→ Collected data
________________________________________
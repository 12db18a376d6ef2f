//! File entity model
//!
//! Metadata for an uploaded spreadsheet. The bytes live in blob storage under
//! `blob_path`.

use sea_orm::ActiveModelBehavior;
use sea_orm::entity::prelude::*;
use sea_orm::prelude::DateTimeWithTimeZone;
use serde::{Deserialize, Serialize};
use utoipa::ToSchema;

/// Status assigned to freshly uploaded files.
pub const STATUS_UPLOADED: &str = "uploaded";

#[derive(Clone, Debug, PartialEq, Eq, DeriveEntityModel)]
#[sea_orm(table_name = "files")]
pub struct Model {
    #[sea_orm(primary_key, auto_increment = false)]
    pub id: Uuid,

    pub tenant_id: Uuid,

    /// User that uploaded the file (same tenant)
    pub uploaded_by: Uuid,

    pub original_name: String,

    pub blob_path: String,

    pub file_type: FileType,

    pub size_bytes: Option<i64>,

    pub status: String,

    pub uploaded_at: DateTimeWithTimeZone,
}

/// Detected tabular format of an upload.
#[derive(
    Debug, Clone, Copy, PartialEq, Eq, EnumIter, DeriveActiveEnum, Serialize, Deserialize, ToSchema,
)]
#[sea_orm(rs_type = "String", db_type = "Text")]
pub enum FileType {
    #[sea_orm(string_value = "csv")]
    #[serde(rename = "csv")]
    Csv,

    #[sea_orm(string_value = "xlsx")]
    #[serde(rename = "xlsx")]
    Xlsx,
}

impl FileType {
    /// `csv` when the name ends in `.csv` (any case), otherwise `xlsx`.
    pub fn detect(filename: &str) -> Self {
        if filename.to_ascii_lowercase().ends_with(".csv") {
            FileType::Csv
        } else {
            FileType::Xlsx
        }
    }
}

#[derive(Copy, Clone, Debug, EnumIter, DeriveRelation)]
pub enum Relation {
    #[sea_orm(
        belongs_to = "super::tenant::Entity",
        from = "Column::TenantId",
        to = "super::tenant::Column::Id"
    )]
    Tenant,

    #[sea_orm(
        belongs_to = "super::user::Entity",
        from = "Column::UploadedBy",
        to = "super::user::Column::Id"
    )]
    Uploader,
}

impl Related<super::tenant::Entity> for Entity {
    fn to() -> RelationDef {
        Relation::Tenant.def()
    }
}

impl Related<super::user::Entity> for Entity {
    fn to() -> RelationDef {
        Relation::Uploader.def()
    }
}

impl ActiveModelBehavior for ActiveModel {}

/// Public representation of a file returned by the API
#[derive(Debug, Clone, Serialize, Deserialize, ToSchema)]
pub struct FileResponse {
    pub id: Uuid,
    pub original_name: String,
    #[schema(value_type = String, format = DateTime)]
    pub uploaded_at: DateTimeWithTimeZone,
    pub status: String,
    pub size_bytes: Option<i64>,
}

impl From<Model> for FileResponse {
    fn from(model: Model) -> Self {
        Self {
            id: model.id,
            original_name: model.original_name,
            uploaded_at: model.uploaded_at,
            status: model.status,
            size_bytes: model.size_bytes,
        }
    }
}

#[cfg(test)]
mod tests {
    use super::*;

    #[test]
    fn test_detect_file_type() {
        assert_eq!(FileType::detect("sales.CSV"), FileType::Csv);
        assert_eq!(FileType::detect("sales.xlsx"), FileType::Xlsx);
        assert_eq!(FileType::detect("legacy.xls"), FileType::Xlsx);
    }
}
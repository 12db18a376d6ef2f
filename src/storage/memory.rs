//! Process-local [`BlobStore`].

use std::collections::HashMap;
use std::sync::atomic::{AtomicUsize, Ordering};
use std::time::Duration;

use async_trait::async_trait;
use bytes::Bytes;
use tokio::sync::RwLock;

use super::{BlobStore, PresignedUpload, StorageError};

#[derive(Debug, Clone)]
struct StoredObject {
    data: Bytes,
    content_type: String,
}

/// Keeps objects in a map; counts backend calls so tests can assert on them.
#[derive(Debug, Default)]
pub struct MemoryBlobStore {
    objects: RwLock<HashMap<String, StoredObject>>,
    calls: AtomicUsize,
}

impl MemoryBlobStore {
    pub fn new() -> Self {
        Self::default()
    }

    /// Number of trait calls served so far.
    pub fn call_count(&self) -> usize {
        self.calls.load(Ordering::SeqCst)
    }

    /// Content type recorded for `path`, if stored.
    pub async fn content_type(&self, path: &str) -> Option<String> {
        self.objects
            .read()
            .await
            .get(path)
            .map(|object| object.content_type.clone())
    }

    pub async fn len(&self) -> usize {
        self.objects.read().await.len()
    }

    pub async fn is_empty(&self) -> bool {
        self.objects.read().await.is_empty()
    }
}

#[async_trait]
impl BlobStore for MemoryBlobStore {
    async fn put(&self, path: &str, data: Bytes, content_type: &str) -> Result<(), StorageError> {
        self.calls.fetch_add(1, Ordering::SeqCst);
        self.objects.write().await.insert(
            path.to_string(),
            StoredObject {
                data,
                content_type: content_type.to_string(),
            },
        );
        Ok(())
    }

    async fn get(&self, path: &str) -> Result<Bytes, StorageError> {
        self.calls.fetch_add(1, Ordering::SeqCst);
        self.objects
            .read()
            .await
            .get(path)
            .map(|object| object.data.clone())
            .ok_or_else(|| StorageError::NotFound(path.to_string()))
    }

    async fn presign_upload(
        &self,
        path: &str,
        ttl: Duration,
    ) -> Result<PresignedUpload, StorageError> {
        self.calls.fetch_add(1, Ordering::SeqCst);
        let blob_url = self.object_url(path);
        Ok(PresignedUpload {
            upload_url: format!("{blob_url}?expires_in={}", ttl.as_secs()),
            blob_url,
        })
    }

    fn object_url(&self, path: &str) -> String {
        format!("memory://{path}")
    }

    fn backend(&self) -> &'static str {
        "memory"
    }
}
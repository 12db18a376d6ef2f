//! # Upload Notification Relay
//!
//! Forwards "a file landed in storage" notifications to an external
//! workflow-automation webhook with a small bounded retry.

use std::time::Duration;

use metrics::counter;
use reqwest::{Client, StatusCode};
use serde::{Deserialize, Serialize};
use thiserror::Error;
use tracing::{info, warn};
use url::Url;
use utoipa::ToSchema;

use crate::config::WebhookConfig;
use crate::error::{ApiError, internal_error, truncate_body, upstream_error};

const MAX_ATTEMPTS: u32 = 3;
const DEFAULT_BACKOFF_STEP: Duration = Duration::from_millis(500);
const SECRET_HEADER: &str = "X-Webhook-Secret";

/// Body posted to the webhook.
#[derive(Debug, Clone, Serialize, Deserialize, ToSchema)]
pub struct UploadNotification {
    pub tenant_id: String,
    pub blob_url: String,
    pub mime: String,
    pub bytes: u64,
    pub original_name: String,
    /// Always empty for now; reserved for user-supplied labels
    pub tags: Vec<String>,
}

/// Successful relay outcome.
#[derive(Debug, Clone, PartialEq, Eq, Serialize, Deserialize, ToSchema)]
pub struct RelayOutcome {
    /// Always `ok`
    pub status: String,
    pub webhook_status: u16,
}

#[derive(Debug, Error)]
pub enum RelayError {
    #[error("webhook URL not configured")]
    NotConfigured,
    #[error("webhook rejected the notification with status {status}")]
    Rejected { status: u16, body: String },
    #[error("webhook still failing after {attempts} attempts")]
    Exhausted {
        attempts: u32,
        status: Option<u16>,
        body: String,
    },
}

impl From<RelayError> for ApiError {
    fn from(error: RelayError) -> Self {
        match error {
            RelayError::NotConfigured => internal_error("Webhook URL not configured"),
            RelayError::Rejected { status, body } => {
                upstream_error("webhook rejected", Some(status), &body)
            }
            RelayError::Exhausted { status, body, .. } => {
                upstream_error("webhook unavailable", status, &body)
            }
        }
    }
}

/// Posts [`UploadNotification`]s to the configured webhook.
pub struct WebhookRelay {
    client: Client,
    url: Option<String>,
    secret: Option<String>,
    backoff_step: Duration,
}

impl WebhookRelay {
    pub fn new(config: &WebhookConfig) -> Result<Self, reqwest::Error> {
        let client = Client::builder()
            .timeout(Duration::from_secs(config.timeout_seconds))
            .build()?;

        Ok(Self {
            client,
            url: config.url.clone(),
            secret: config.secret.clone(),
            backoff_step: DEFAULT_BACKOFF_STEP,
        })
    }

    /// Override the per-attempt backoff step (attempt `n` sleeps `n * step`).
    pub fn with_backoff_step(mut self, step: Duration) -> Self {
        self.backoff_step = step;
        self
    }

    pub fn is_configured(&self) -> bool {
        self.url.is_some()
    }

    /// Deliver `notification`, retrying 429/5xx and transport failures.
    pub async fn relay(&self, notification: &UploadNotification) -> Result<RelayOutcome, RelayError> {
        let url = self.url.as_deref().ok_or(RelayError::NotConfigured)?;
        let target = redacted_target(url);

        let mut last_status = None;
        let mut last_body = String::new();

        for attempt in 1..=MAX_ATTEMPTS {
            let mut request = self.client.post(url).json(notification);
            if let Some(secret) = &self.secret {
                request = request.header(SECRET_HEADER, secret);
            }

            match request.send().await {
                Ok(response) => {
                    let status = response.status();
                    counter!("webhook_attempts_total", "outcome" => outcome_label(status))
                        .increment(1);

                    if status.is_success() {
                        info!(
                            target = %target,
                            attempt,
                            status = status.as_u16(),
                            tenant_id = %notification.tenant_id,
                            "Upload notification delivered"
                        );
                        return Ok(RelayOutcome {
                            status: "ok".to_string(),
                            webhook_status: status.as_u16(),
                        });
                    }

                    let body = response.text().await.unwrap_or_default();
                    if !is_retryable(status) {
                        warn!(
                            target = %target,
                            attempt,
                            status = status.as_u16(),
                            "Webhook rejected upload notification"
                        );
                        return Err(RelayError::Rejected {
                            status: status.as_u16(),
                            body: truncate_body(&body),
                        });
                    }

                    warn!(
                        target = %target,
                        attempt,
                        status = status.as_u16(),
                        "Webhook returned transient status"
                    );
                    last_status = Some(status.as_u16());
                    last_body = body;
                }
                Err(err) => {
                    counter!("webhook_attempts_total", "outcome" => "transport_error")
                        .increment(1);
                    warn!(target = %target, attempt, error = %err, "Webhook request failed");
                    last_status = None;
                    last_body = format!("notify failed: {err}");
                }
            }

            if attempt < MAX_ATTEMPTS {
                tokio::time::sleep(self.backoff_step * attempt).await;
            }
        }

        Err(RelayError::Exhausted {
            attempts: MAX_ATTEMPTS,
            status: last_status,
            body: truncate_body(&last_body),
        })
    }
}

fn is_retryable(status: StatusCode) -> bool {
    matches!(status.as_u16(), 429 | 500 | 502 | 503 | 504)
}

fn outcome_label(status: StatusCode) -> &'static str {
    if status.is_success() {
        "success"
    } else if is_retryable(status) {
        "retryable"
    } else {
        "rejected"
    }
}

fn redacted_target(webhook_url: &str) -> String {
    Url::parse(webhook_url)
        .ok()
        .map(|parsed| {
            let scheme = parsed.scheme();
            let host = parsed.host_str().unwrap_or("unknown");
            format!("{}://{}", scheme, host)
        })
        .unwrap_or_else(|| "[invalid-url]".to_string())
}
________________________________________
Quote exactly the first line of the data and every line after it through the one holding "freshly uploaded files.".

→ THE ANSWER
repository 12db18a376d6ef2f
//! File entity model
//!
//! Metadata for an uploaded spreadsheet. The bytes live in blob storage under
//! `blob_path`.

use sea_orm::ActiveModelBehavior;
use sea_orm::entity::prelude::*;
use sea_orm::prelude::DateTimeWithTimeZone;
use serde::{Deserialize, Serialize};
use utoipa::ToSchema;

/// Status assigned to freshly uploaded files.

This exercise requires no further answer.